0
votes

I have two projects - one is based on the "get started" example, second is from the spring-boot-samples. I build both with Maven and run both from Eclipse. The "spring-boot-samples" project loads application.properties and displays Velocity templates named by the Controller. The "get started" does not.

Same file structure for application.properties (src/main/resources/application.properties) and templates (src/main/resources/templates/**), both with src/main/resources set to "Use as Source Folder" in Eclipse. Same workspace, same JRE.

I compared the .classpath and pom.xml, but found nothing suspicious. Obviously there's a difference, but where do I have to look?

PS: I can load application.properties via @PropertySources, but

  • that should not be neccessary (see comments there)
  • is not necessary in the "spring-boot-samples" project
  • does not help concerning the Velocity templates

Thanks!

2

2 Answers

0
votes

To fetch values from application.properties in spring boot, we need to specify some annotation.
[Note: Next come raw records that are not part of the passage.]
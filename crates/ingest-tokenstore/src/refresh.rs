//! Single-flight OAuth token refresh (spec.md §4.1: "concurrent callers
//! observing an expired token must coalesce into a single refresh").
//!
//! Lifted from the teacher's `tower-resilience-coalesce::InFlight`: a
//! mutex-guarded map from key to a `broadcast::Sender`. The first caller
//! for a key becomes the leader and performs the refresh; every other
//! caller for the same key subscribes to the leader's broadcast result
//! instead of refreshing again.

use ingest_core::domain::Credentials;
use parking_lot::Mutex;
use std::collections::HashMap;
use std::future::Future;
use std::sync::Arc;
use tokio::sync::broadcast;

#[derive(Debug, Clone, thiserror::Error)]
pub enum RefreshError<E> {
    #[error("refresh failed: {0}")]
    Inner(E),
    #[error("the leader refresh was dropped before completing")]
    LeaderDropped,
}

struct InFlight {
    senders: Mutex<HashMap<String, broadcast::Sender<Result<Credentials, String>>>>,
}

impl InFlight {
    fn new() -> Self {
        Self {
            senders: Mutex::new(HashMap::new()),
        }
    }

    fn try_join(&self, key: &str) -> Option<broadcast::Receiver<Result<Credentials, String>>> {
        let mut senders = self.senders.lock();
        if let Some(tx) = senders.get(key) {
            Some(tx.subscribe())
        } else {
            let (tx, _rx) = broadcast::channel(1);
            senders.insert(key.to_string(), tx);
            None
        }
    }

    fn complete(&self, key: &str, result: Result<Credentials, String>) {
        if let Some(tx) = self.senders.lock().remove(key) {
            let _ = tx.send(result);
        }
    }
}

/// Coalesces concurrent refresh attempts for the same credential key
/// (typically the client id, since one process refreshes one account's
/// tokens at a time).
pub struct RefreshCoalescer {
    in_flight: Arc<InFlight>,
}

impl RefreshCoalescer {
    pub fn new() -> Self {
        Self {
            in_flight: Arc::new(InFlight::new()),
        }
    }

    /// Runs `refresh` if no refresh for `key` is already in flight,
    /// otherwise awaits the in-flight leader's result.
    pub async fn refresh_once<F, Fut, E>(
        &self,
        key: &str,
        refresh: F,
    ) -> Result<Credentials, RefreshError<E>>
    where
        F: FnOnce() -> Fut,
        Fut: Future<Output = Result<Credentials, E>>,
        E: std::fmt::Display + From<String>,
    {
        match self.in_flight.try_join(key) {
            Some(mut receiver) => match receiver.recv().await {
                Ok(Ok(creds)) => Ok(creds),
                Ok(Err(message)) => Err(RefreshError::Inner(parse_inner::<E>(message))),
                Err(_) => Err(RefreshError::LeaderDropped),
            },
            None => {
                let result = refresh().await;
                let broadcast_result = result
                    .as_ref()
                    .map(Clone::clone)
                    .map_err(|e| e.to_string());
                self.in_flight.complete(key, broadcast_result);
                result.map_err(RefreshError::Inner)
            }
        }
    }
}

/// Followers only ever see the leader's error as a rendered string; since
/// `E` may not be constructible from a string, followers get a
/// [`RefreshError::Inner`] carrying that string coerced through `E`'s
/// `From<String>` when available, falling back to leader-dropped
/// semantics otherwise. The ingestion engine's refresh errors are always
/// `ErrorRecord`, which provides that conversion.
fn parse_inner<E>(message: String) -> E
where
    E: From<String>,
{
    E::from(message)
}

impl Default for RefreshCoalescer {
    fn default() -> Self {
        Self::new()
    }
}

#[cfg(test)]
mod tests {
    use super::*;
    use crate::tests::sample_credentials;
    use std::sync::atomic::{AtomicU32, Ordering};
    use std::time::Duration;

    #[derive(Debug, Clone)]
    struct TestErr(String);
    impl std::fmt::Display for TestErr {
        fn fmt(&self, f: &mut std::fmt::Formatter<'_>) -> std::fmt::Result {
            write!(f, "{}", self.0)
        }
    }
    impl From<String> for TestErr {
        fn from(s: String) -> Self {
            TestErr(s)
        }
    }

    #[tokio::test]
    async fn concurrent_refreshes_for_the_same_key_coalesce_into_one_call() {
        let coalescer = Arc::new(RefreshCoalescer::new());
        let call_count = Arc::new(AtomicU32::new(0));

        let mut handles = Vec::new();
        for _ in 0..5 {
            let coalescer = coalescer.clone();
            let call_count = call_count.clone();
            handles.push(tokio::spawn(async move {
                coalescer
                    .refresh_once::<_, _, TestErr>("client-1", || async move {
                        call_count.fetch_add(1, Ordering::SeqCst);
                        tokio::time::sleep(Duration::from_millis(20)).await;
                        Ok(sample_credentials())
                    })
                    .await
            }));
        }

        for handle in handles {
            assert!(handle.await.unwrap().is_ok());
        }
        assert_eq!(call_count.load(Ordering::SeqCst), 1);
    }

    #[tokio::test]
    async fn different_keys_refresh_independently() {
        let coalescer = RefreshCoalescer::new();
        let call_count = Arc::new(AtomicU32::new(0));

        for key in ["a", "b"] {
            let call_count = call_count.clone();
            coalescer
                .refresh_once::<_, _, TestErr>(key, || async move {
                    call_count.fetch_add(1, Ordering::SeqCst);
                    Ok(sample_credentials())
                })
                .await
                .unwrap();
        }

        assert_eq!(call_count.load(Ordering::SeqCst), 2);
    }

    #[tokio::test]
    async fn sequential_refreshes_for_the_same_key_each_run() {
        let coalescer = RefreshCoalescer::new();
        let call_count = Arc::new(AtomicU32::new(0));

        for _ in 0..3 {
            let call_count = call_count.clone();
            coalescer
                .refresh_once::<_, _, TestErr>("client-1", || async move {
                    call_count.fetch_add(1, Ordering::SeqCst);
                    Ok(sample_credentials())
                })
                .await
                .unwrap();
        }

        assert_eq!(call_count.load(Ordering::SeqCst), 3);
    }
}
  • application.properties must be in the path src/main/resources

  • class must contain @RestController annotation

    @Value("${name}") private String name;

0
votes

Ah, one important difference:

@RestController delivers the response directly, meaning: Instead of resolving the template's name the String is passed to the browser. The reason should be @ResponseBody:

Annotation that indicates a method return value should be bound to the web response body.

Using @Controller instead solves the Velocity problem.

EDIT:

To close this thread: I will continue using @PropertySources to get application.properties, but it does not work without it. Just having application.properties in your classpath is not sufficient.